Your objective
Filter these entries down to lines holding "close".

Records for this exercise
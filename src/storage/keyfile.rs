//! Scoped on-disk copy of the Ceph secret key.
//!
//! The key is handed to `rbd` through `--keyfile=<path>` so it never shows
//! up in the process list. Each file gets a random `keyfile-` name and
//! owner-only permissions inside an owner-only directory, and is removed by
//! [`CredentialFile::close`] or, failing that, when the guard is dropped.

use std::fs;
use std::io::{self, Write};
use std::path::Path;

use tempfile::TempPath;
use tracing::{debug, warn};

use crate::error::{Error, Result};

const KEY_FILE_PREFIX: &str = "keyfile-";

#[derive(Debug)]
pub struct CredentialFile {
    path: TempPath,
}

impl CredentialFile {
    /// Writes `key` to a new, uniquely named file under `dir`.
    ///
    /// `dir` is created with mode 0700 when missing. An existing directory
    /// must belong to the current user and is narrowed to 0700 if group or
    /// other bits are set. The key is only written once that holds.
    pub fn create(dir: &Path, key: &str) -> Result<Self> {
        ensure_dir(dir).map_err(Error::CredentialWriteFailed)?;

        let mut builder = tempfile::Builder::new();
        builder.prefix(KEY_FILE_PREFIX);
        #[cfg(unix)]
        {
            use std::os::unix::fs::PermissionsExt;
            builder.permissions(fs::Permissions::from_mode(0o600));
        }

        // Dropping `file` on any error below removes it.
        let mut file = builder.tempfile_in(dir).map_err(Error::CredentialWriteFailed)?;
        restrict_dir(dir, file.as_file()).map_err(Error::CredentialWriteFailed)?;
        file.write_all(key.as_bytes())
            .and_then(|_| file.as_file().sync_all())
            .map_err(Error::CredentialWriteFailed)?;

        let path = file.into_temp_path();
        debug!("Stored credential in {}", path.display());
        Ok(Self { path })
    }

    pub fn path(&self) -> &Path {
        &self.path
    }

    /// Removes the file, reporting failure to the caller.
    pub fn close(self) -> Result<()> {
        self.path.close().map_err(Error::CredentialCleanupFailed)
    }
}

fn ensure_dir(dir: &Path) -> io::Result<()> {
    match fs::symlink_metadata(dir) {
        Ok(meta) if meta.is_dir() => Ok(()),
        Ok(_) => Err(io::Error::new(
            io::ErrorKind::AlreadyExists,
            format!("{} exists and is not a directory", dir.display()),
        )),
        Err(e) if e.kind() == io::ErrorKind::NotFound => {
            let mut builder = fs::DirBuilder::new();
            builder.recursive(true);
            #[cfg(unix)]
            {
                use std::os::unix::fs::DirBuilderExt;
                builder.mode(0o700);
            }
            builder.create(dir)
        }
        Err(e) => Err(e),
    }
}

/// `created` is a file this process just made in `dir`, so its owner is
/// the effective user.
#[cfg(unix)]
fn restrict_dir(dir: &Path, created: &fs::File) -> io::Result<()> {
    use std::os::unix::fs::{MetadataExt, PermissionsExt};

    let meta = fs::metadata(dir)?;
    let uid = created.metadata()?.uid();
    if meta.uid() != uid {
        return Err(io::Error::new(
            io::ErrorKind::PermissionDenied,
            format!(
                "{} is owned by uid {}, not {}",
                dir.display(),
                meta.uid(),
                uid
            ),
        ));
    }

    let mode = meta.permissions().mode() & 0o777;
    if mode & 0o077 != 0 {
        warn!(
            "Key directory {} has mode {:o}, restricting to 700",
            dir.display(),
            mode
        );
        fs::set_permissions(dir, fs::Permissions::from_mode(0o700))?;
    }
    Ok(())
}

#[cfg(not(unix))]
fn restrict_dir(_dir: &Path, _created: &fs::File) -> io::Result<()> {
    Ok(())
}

...

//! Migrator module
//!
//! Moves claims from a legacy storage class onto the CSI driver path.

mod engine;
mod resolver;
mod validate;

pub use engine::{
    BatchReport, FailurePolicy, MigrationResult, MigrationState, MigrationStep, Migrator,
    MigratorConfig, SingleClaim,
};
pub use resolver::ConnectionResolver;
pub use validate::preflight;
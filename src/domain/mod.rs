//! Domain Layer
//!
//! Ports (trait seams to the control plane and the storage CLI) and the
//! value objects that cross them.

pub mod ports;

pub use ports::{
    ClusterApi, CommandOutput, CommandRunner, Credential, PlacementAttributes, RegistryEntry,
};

...

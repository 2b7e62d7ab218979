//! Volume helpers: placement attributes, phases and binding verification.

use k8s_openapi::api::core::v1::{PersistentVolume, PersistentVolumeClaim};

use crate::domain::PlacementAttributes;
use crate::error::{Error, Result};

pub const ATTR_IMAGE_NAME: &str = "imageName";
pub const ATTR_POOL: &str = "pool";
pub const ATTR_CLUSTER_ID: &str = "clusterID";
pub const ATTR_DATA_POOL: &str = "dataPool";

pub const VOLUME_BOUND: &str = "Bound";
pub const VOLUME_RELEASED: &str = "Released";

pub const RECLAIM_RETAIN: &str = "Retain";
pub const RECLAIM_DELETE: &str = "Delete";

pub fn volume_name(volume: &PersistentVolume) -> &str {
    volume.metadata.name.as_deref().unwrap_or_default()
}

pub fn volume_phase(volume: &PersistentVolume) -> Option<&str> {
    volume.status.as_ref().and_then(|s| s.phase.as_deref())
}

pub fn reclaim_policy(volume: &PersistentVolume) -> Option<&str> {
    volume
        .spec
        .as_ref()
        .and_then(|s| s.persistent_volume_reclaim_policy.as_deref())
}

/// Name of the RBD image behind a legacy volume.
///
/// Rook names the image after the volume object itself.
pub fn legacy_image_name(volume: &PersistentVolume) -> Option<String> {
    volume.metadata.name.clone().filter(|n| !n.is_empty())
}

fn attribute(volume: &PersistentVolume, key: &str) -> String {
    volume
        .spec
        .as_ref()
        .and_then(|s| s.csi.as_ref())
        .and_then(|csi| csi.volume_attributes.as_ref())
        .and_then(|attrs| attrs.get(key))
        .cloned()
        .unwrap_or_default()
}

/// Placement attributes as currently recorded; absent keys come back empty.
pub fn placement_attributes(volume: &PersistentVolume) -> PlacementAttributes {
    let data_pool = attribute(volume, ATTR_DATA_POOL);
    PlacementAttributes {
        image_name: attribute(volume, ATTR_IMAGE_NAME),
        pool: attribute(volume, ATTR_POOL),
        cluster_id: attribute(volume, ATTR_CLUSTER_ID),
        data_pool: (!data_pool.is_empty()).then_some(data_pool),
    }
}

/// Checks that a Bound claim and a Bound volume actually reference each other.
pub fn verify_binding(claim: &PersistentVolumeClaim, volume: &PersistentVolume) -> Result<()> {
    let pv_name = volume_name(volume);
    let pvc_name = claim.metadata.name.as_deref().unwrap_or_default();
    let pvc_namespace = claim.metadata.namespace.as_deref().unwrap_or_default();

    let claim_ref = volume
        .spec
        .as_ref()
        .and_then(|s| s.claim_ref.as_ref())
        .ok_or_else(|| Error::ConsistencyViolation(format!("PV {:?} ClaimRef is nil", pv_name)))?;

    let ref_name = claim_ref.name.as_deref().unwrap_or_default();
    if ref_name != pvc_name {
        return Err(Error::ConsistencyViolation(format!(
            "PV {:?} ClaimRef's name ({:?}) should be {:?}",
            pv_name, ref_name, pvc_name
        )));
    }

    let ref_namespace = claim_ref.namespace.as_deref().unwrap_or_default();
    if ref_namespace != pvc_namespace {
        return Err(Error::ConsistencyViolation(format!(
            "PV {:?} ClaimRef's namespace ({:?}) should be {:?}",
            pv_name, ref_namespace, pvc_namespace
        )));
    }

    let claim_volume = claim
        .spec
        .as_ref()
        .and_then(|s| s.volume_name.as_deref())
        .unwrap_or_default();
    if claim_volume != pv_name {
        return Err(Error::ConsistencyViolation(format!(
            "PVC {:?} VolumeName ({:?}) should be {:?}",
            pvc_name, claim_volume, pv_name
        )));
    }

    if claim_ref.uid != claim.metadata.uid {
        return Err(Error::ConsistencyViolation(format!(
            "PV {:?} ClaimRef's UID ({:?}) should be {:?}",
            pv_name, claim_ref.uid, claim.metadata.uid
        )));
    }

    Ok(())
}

Result of this task
//! [`CredentialFile::close`] or, failing that, when the guard is dropped.
    pub fn close(self) -> Result<()> {
        self.path.close().map_err(Error::CredentialCleanupFailed)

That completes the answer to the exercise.